Wine: Vesevo Greco di Tufo DOCG
Grape: Greco Bianco (85 percent), Coda di Volpe (15 percent)
Region: Campania, Southern Italy
Price: $4.99 per bottle.
Availability: Lee’s Discount Liquors
In the glass: This Greco di Tufo wine is a firm golden citrine-yellow color with a slight greenish tinge, star-bright core going out into a glass-clear rim definition and light to medium viscosity.
On the nose: There is immediate and pungent pear sparkler, honeydew melon, lovely floral white fruits, cut Braeburn apples, apricot skins, almond paste and pungent chalky minerals underlying with absolutely no hints of wood or oak.
On the palate: It is a bone-dry mouthful of juicy white wine with very different characteristics than say Pinot Grigio or Sauvignon Blanc. You first get the apple-laced white fruit with superb acidity and excellent structure underneath, then there’s white currants, white cranberry juice, pomelo-like citrus notes, then steely minerality going through the mid-palate and just remarkable length on this white wine, which ends in a soft, but very dry note. Highly recommended white wine.

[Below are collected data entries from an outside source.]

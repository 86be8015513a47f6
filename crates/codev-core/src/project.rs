//! Project domain model.

use crate::file_tree::{FileTree, FileTreeModel};
use crate::message::Participant;
use serde::{Deserialize, Serialize};

/// A project as returned by the remote project service.
///
/// This is the request/response shape; the session-owned state it hydrates
/// is [`ProjectState`].
#[derive(Debug, Clone, Serialize, Deserialize)]
pub struct ProjectSnapshot {
    /// Unique project identifier
    pub id: String,
    /// Human-readable project name
    pub name: String,
    /// File tree as last persisted
    #[serde(rename = "fileTree", default)]
    pub file_tree: FileTree,
    /// Users with access to the project
    #[serde(default)]
    pub collaborators: Vec<Participant>,
}

/// Session-owned project state, the unifying context the session components
/// read from and write to.
#[derive(Debug, Default)]
pub struct ProjectState {
    /// Project identifier
    pub id: String,
    /// Human-readable project name
    pub name: String,
    /// Canonical in-memory file tree
    pub file_tree: FileTreeModel,
    /// Users with access to the project
    pub collaborators: Vec<Participant>,
}

impl ProjectState {
    /// Creates state for a project not yet hydrated from the service.
    pub fn new(id: impl Into<String>) -> Self {
        Self {
            id: id.into(),
            ..Default::default()
        }
    }

    /// Adopts a snapshot fetched from the remote project service.
    pub fn adopt(&mut self, snapshot: ProjectSnapshot) {
        self.id = snapshot.id;
        self.name = snapshot.name;
        self.file_tree.replace(snapshot.file_tree);
        self.collaborators = snapshot.collaborators;
    }
}

#[cfg(test)]
mod tests {
    use super::*;
    use crate::file_tree::FileNode;

    #[test]
    fn test_adopt_replaces_tree_and_collaborators() {
        let mut state = ProjectState::new("p-1");
        state.file_tree.set_file("stale.js", "old").unwrap();

        let mut tree = FileTree::new();
        tree.set_file("index.js", "console.log(1)").unwrap();
        state.adopt(ProjectSnapshot {
            id: "p-1".to_string(),
            name: "demo".to_string(),
            file_tree: tree,
            collaborators: vec![Participant::new("u-1", "alice@example.com")],
        });

        assert_eq!(
            state.file_tree.get("index.js"),
            Some(FileNode::file("console.log(1)"))
        );
        assert_eq!(state.file_tree.get("stale.js"), None);
        assert_eq!(state.collaborators.len(), 1);
    }
}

Odds and ends: This is sort of the last call for the crisp dry whites of the season and what better way to end it than with a phenomenally interesting small-production Italian white wine. The highly specialized and now rather rare appellation of Greco di Tufo DOCG (Denominazione di Origine Controllata e Guarantita) in Campania, which is located roughly on the shin of the country, if you imagine Italy as a boot, given the very shape of the country. In other words, we are way south of Rome and near the small city of Avellino, where this most aromatic and highly sought-after grape variety is grown. Greco means “Greek” in Italian and it is believed this particular variety is a transplant from Greece, where it was brought over more than 2,500 years ago. If you are familiar with Viognier from France or Albarino from Spain, you know what to expect from this delicious and utterly drinkable wine. Vesevo Greco di Tufo is marketed as a small artisanal brand but it is owned by the giant Farnese Vini group, who produce a number of “hits” from Italy. While the production of this wine is not great, you could imagine that such a delicious bottle should cost well over $25 per bottle, yet here we have it at just under $5 and that makes it a champion of value wines, especially for the more esoteric whites. If you like Pinot Grigio — which many people do — you’ll absolutely love this wine, now with a nice amount of bottle age on it, but it is one of those white wines that like a little age in the bottle, so this is primed for your seafood or fish course, for which it’ll make a fantastic pairing. Drink now through 2020 believe it or not!